Read Peeled Page 13

V for vanquished was more like it.

  A knock on the window. It was Zack. He climbed into the truck.

  “I’ve been looking for you. I heard what happened.”

  My hands gripped the wheel.

  “This might be the wrong time for me to say this to you, Hildy, but I’m really hoping you won’t let this stop you.”

  “It’s over.”

  “There are other ways to—”

  “I quit. Okay? I quit reporting.” I slammed on the horn. “It’s too hard! The rules aren’t fair! Don’t try to talk me out of it!”

  “Okay,” he said.

  “I’m completely and totally done.”

  “I can hear that.”

  We sat there in silence.

  “I’m probably the wrong person for you to talk to about this,” Zack said quietly.

  “Why?”

  “Well, to begin with, I believe in you.”

  Bad time to start crying, but I did.

  “And the other thing is, Hildy, I don’t believe in quitting.”

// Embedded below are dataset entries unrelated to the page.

//! Flat callback payloads.

use serde::{Deserialize, Serialize};
use std::collections::HashMap;
use std::fmt;

use crate::error::{WebhookError, WebhookResult};

/// A scalar callback value.
///
/// Values render the way the gateway renders them when it builds the
/// X-Signature source string: numbers in decimal, booleans as `true`/`false`,
/// and null as `null`.
#[derive(Debug, Clone, PartialEq, Serialize, Deserialize)]
#[serde(untagged)]
pub enum CallbackValue {
    Bool(bool),
    Number(serde_json::Number),
    String(String),
    Null,
}

impl CallbackValue {
    /// Returns the string content, if this is a string.
    pub fn as_str(&self) -> Option<&str> {
        match self {
            CallbackValue::String(s) => Some(s),
            _ => None,
        }
    }
}

impl fmt::Display for CallbackValue {
    fn fmt(&self, f: &mut fmt::Formatter<'_>) -> fmt::Result {
        match self {
            CallbackValue::Bool(b) => write!(f, "{}", b),
            CallbackValue::Number(n) => write_number(f, n),
            CallbackValue::String(s) => f.write_str(s),
            CallbackValue::Null => f.write_str("null"),
        }
    }
}

/// Integral floats render without a fractional part (`100.0` as `100`),
/// matching how the gateway stringifies JSON numbers.
fn write_number(f: &mut fmt::Formatter<'_>, n: &serde_json::Number) -> fmt::Result {
    match n.as_f64() {
        Some(x) if n.is_f64() && x.is_finite() && x.fract() == 0.0 && x.abs() < 1e21 => {
            if x == 0.0 {
                f.write_str("0")
            } else {
                write!(f, "{:.0}", x)
            }
        }
        _ => write!(f, "{}", n),
    }
}

impl From<&str> for CallbackValue {
    fn from(value: &str) -> Self {
        CallbackValue::String(value.to_string())
    }
}

impl From<String> for CallbackValue {
    fn from(value: String) -> Self {
        CallbackValue::String(value)
    }
}

impl From<bool> for CallbackValue {
    fn from(value: bool) -> Self {
        CallbackValue::Bool(value)
    }
}

impl From<u64> for CallbackValue {
    fn from(value: u64) -> Self {
        CallbackValue::Number(value.into())
    }
}

impl From<i64> for CallbackValue {
    fn from(value: i64) -> Self {
        CallbackValue::Number(value.into())
    }
}

impl From<i32> for CallbackValue {
    fn from(value: i32) -> Self {
        CallbackValue::Number(value.into())
    }
}

/// A webhook notification as a flat field map.
///
/// Field order is irrelevant; the signature is always computed over the
/// fixed canonical order.
#[derive(Debug, Clone, Default, PartialEq, Serialize, Deserialize)]
#[serde(transparent)]
pub struct CallbackPayload {
    fields: HashMap<String, CallbackValue>,
}

impl CallbackPayload {
    /// Creates an empty payload.
    pub fn new() -> Self {
        Self::default()
    }

    /// Adds a field, builder style.
    pub fn with(mut self, key: impl Into<String>, value: impl Into<CallbackValue>) -> Self {
        self.insert(key, value);
        self
    }

    /// Inserts a field, returning the previous value.
    pub fn insert(
        &mut self,
        key: impl Into<String>,
        value: impl Into<CallbackValue>,
    ) -> Option<CallbackValue> {
        self.fields.insert(key.into(), value.into())
    }

    /// Removes a field.
    pub fn remove(&mut self, key: &str) -> Option<CallbackValue> {
        self.fields.remove(key)
    }

    /// Returns a field value.
    pub fn get(&self, key: &str) -> Option<&CallbackValue> {
        self.fields.get(key)
    }

    pub fn contains_key(&self, key: &str) -> bool {
        self.fields.contains_key(key)
    }

    pub fn len(&self) -> usize {
        self.fields.len()
    }

    pub fn is_empty(&self) -> bool {
        self.fields.is_empty()
    }

    /// Iterates over all fields in arbitrary order.
    pub fn iter(&self) -> impl Iterator<Item = (&str, &CallbackValue)> {
        self.fields.iter().map(|(k, v)| (k.as_str(), v))
    }

    /// Returns the `x_signature` field rendered as a string.
    pub fn signature(&self) -> Option<String> {
        self.get(crate::signature::SIGNATURE_FIELD).map(|v| v.to_string())
    }

    /// Parses a JSON object body. Nested objects and arrays are rejected.
    pub fn from_json(body: &[u8]) -> WebhookResult<Self> {
        serde_json::from_slice(body)
            .map_err(|e| WebhookError::InvalidPayload(format!("expected a flat JSON object: {}", e)))
    }

    /// Converts a JSON value. Nested objects and arrays are rejected.
    pub fn from_json_value(value: serde_json::Value) -> WebhookResult<Self> {
        serde_json::from_value(value)
            .map_err(|e| WebhookError::InvalidPayload(format!("expected a flat JSON object: {}", e)))
    }

    /// Parses an `application/x-www-form-urlencoded` body.
    ///
    /// Every value is kept as a string, which is how the gateway posts them.
    pub fn from_form(body: &str) -> Self {
        url::form_urlencoded::parse(body.as_bytes())
            .map(|(k, v)| (k.into_owned(), CallbackValue::String(v.into_owned())))
            .collect()
    }
}

impl<K, V> FromIterator<(K, V)> for CallbackPayload
where
    K: Into<String>,
    V: Into<CallbackValue>,
{
    fn from_iter<I: IntoIterator<Item = (K, V)>>(iter: I) -> Self {
        Self {
            fields: iter.into_iter().map(|(k, v)| (k.into(), v.into())).collect(),
        }
    }
}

  “I guess it’s not scientific.”

  “No, it’s not. Scientists change the variables until we find the answer.”

  I glared at him. “I’m out of variables, Zack. The experiment failed!”

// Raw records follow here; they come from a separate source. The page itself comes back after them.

/// A tokenized card.
#[derive(Debug, Clone, Serialize, Deserialize)]
pub struct Card {
    pub id: String,
    pub card_number: String,
    pub provider: Option<String>,
    pub token: String,
    pub fingerprint: Option<String>,
    pub status: String,
}

/// Payload for charging a tokenized card against a bill.
///
/// Unset fields are filled from the configured default card.
#[derive(Debug, Clone, Default, Serialize, Deserialize)]
pub struct ChargeCard {
    #[serde(default, skip_serializing_if = "Option::is_none")]
    pub card_id: Option<String>,
    #[serde(default, skip_serializing_if = "Option::is_none")]
    pub token: Option<String>,
}

/// Result of a card charge.
#[derive(Debug, Clone, Serialize, Deserialize)]
pub struct CardCharge {
    pub amount: u64,
    pub status: String,
    pub reference_id: Option<String>,
}

#[cfg(test)]
mod tests {
    use super::*;

    #[test]
    fn test_create_bill_skips_unset_fields() {
        let bill = CreateBill::new(
            "api@billplz.com",
            "Michael",
            200,
            "https://example.com/webhook",
            "Maecenas eu placerat ante.",
        );
        let json = serde_json::to_value(&bill).unwrap();

        assert_eq!(json["amount"], 200);
        assert!(json.get("collection_id").is_none());
        assert!(json.get("mobile").is_none());
    }

    #[test]
    fn test_fpx_bill_reference() {
        let bill = CreateBill::default().with_fpx_bank("BP-FKR01");
        assert_eq!(bill.reference_1_label.as_deref(), Some("Bank Code"));
        assert_eq!(bill.reference_1.as_deref(), Some("BP-FKR01"));
    }

    #[test]
    fn test_bill_deserialization() {
        let json = r#"{
            "id": "8X0Iyzaw",
            "collection_id": "inbmmepb",
            "paid": false,
            "state": "due",
            "amount": 200,
            "paid_amount": 0,
            "due_at": "2015-3-9",
            "email": "api@billplz.com",
            "mobile": null,
            "name": "MICHAEL YAP",
            "url": "https://www.billplz.com/bills/8X0Iyzaw",
            "reference_1_label": "Reference 1",
            "reference_1": null,
            "reference_2_label": "Reference 2",
            "reference_2": null,
            "redirect_url": null,
            "callback_url": "http://example.com/webhook/",
            "description": "Maecenas eu placerat ante."
        }"#;

        let bill: Bill = serde_json::from_str(json).unwrap();
        assert_eq!(bill.state, CallbackState::Due);
        assert!(!bill.paid);
        assert_eq!(bill.paid_at, None);
    }

    #[test]
    fn test_card_provider_paths() {
        assert_eq!(CardProvider::Senangpay.cards_path(), "cards");
        assert_eq!(CardProvider::Ocbc.cards_path(), "ocbc_cards");
        assert_eq!(CardProvider::Ocbc.charge_path(), "ocbc_charge");
        assert_eq!(
            serde_json::to_value(CardProvider::Senangpay).unwrap(),
            "senangpay"
        );
    }

    #[test]
    fn test_payout_flattens_details() {
        let json = r#"{
            "id": "afae4bqf",
            "status": "processing",
            "mass_payment_instruction_collection_id": "4po8no8h",
            "bank_code": "MBBEMYKL",
            "bank_account_number": "1234567890",
            "identity_number": "91234567890",
            "name": "Michael Yap",
            "description": "Maecenas eu placerat ante.",
            "total": 2000
        }"#;

        let payout: Payout = serde_json::from_str(json).unwrap();
        assert_eq!(payout.status, PayoutStatus::Processing);
        assert_eq!(payout.details.total, 2000);
        assert_eq!(payout.details.email, None);
    }

    #[test]
    fn test_callback_state_parsing() {
        assert_eq!("paid".parse::<CallbackState>().unwrap(), CallbackState::Paid);
        assert!("settled".parse::<CallbackState>().is_err());
    }
}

  I wasn’t expecting to go to the cemetery. I hadn’t been to Dad’s grave since spring. Nan came once a week and planted flowers around the headstone. For fall she’d planted ivy and yellow mums.

  I was standing there now, looking at my father’s headstone.

  MITCHELL BIDDLE

  That’s all it said. I wished we’d thought of something special to put on it. We were all so shocked, no words seemed right.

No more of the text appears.